A review published in the Cochrane Database of Systematic Reviews looks at the use of e-cigarettes for smoking cessation.
Prof Nicholas Hopkinson, Professor of Respiratory Medicine and Honorary Consultant Physician, National Heart and Lung Institute, Imperial College, said:
“Smoking is the leading cause of premature death and disability, and a powerful driver of health inequality. There are still more than 6 million people in the UK who smoke, and these findings strongly support making e-cigarettes available as one of the options to help them to quit. Smoking cessation services can continue to be confident supporting smokers to switch to e-cigarettes.
“An important real world issue is that these services are woefully underfunded. A polluter-pays levy on tobacco industry profits would bring in around £700 million to the Department of Health to fund these and other public health measures. The government must move swiftly to implement this and other recommendations from Javed Khan’s review “making smoking obsolete” to deliver on its Smokefree 2030 ambition.”

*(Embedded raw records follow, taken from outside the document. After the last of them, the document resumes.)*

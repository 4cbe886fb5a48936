//! Model client for OpenAI-style endpoints with calling-convention fallback.

use std::fmt;
use std::sync::Mutex;
use std::time::Duration;

use async_trait::async_trait;
use reqwest::Client;
use serde::{Deserialize, Serialize};
use serde_json::{Map, Value};
use thiserror::Error;
use tokio::time::sleep;
use tracing::{debug, info, warn};

use super::extract::{
    decide, parse_chat_reply, parse_completion_reply, parse_responses_reply, RawReply,
};
use super::messages::{chat_body, completions_body, responses_body, Sampling, StepContext};
use crate::actions::Action;
use crate::config::get_system_prompt;

/// Default number of retry attempts for failed requests.
pub const DEFAULT_MAX_RETRIES: u32 = 3;

/// Default delay between retry attempts in seconds.
pub const DEFAULT_RETRY_DELAY_SECS: u64 = 2;

/// Model client errors.
#[derive(Error, Debug)]
pub enum ModelError {
    #[error("HTTP request failed: {0}")]
    RequestFailed(#[from] reqwest::Error),
    #[error("HTTP {status}: {body}")]
    Http { status: u16, body: String },
    #[error("Failed to parse response: {0}")]
    ParseError(String),
    #[error("Max retries exceeded after {0} attempts: {1}")]
    MaxRetriesExceeded(u32, String),
    #[error("All calling conventions failed: {0}")]
    AllModesFailed(String),
}

/// Calling convention of the backend.
#[derive(Debug, Clone, Copy, PartialEq, Eq, Hash, Serialize, Deserialize)]
#[serde(rename_all = "lowercase")]
pub enum CallMode {
    Chat,
    Responses,
    Completions,
}

impl CallMode {
    /// Order in which conventions are tried after the hinted one.
    pub const FALLBACK_ORDER: [CallMode; 3] =
        [CallMode::Chat, CallMode::Responses, CallMode::Completions];

    pub fn as_str(&self) -> &'static str {
        match self {
            CallMode::Chat => "chat",
            CallMode::Responses => "responses",
            CallMode::Completions => "completions",
        }
    }

    /// Parse a mode name as used in settings and `MODEL_MODE`.
    pub fn from_name(name: &str) -> Option<Self> {
        match name.trim().to_ascii_lowercase().as_str() {
            "chat" | "chat_completions" => Some(CallMode::Chat),
            "responses" => Some(CallMode::Responses),
            "completions" | "completion" => Some(CallMode::Completions),
            _ => None,
        }
    }

    fn path(&self) -> &'static str {
        match self {
            CallMode::Chat => "chat/completions",
            CallMode::Responses => "responses",
            CallMode::Completions => "completions",
        }
    }

    /// The hinted mode first, then the rest in fallback order.
    pub fn attempt_order(hint: CallMode) -> Vec<CallMode> {
        std::iter::once(hint)
            .chain(Self::FALLBACK_ORDER.into_iter().filter(|m| *m != hint))
            .collect()
    }
}

impl fmt::Display for CallMode {
    fn fmt(&self, f: &mut fmt::Formatter<'_>) -> fmt::Result {
        f.write_str(self.as_str())
    }
}

/// Configuration for one model profile.
#[derive(Debug, Clone)]
pub struct ModelConfig {
    pub base_url: String,
    pub api_key: String,
    pub model_name: String,
    pub max_tokens: u32,
    pub temperature: f32,
    pub top_p: f32,
    pub extra_body: Map<String, Value>,
    /// Maximum number of retry attempts per calling convention.
    pub max_retries: u32,
    /// Delay between retry attempts in seconds.
    pub retry_delay_secs: u64,
    /// Convention tried first until another one succeeds.
    pub preferred_mode: CallMode,
    /// Advertise one function tool per action.
    pub use_tools: bool,
    pub request_timeout_secs: u64,
    /// Prompt language, `en` or `cn`.
    pub lang: String,
}

impl Default for ModelConfig {
    fn default() -> Self {
        Self {
            base_url: "http://localhost:8000/v1".to_string(),
            api_key: "EMPTY".to_string(),
            model_name: "gpt-4o-mini".to_string(),
            max_tokens: 1024,
            temperature: 0.0,
            top_p: 0.85,
            extra_body: Map::new(),
            max_retries: DEFAULT_MAX_RETRIES,
            retry_delay_secs: DEFAULT_RETRY_DELAY_SECS,
            preferred_mode: CallMode::Chat,
            use_tools: false,
            request_timeout_secs: 120,
            lang: "en".to_string(),
        }
    }
}

impl ModelConfig {
    pub fn with_base_url(mut self, base_url: impl Into<String>) -> Self {
        self.base_url = base_url.into();
        self
    }

    pub fn with_api_key(mut self, api_key: impl Into<String>) -> Self {
        self.api_key = api_key.into();
        self
    }

    pub fn with_model_name(mut self, model_name: impl Into<String>) -> Self {
        self.model_name = model_name.into();
        self
    }

    /// Set the maximum number of retry attempts for failed requests.
    pub fn with_max_retries(mut self, max_retries: u32) -> Self {
        self.max_retries = max_retries;
        self
    }

    /// Set the delay between retry attempts in seconds.
    pub fn with_retry_delay(mut self, delay_secs: u64) -> Self {
        self.retry_delay_secs = delay_secs;
        self
    }

    pub fn with_preferred_mode(mut self, mode: CallMode) -> Self {
        self.preferred_mode = mode;
        self
    }

    pub fn with_tools(mut self, use_tools: bool) -> Self {
        self.use_tools = use_tools;
        self
    }

    pub fn with_lang(mut self, lang: impl Into<String>) -> Self {
        self.lang = lang.into();
        self
    }

    pub fn with_extra_body(mut self, key: impl Into<String>, value: Value) -> Self {
        self.extra_body.insert(key.into(), value);
        self
    }
}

Dr Sarah Jackson, Principal Research Fellow, UCL Tobacco and Alcohol Research Group, said:
“E-cigarettes are popular among smokers who want to quit, with one in every three quit attempts in England involving an e-cigarette. A growing number of trials have tested whether e-cigarettes make smokers more likely to quit successfully. This review provides the most rigorous and up-to-date summary of this evidence.
“With more data available than ever before, the authors concluded that there is now high-certainty evidence that e-cigarettes are even more effective in helping people to quit than traditional nicotine replacement therapies, such as nicotine patches and gum.
“These findings follow a recent review of the harms of e-cigarettes, which showed clear evidence that vaping poses only a small fraction of the health risks of smoking. Taken together, these reports should provide reassurance to smokers that e-cigarettes are much safer to use and can increase your chances of quitting.”
Prof John Britton, Emeritus Professor of Epidemiology, University of Nottingham, said:
“This comprehensive evidence review confirms, once again, that nicotine e-cigarettes help smokers to quit smoking; and that these products are more effective than medically licensed nicotine replacement therapies. All smokers should therefore try vaping as a means to end their dependency on smoking tobacco.”
Dr Sarah Jackson: “No conflicts of interest to declare.”
Prof John Britton: “No conflicts.”
Prof Hopkinson is the Chair of Action on Smoking and Health (ASH).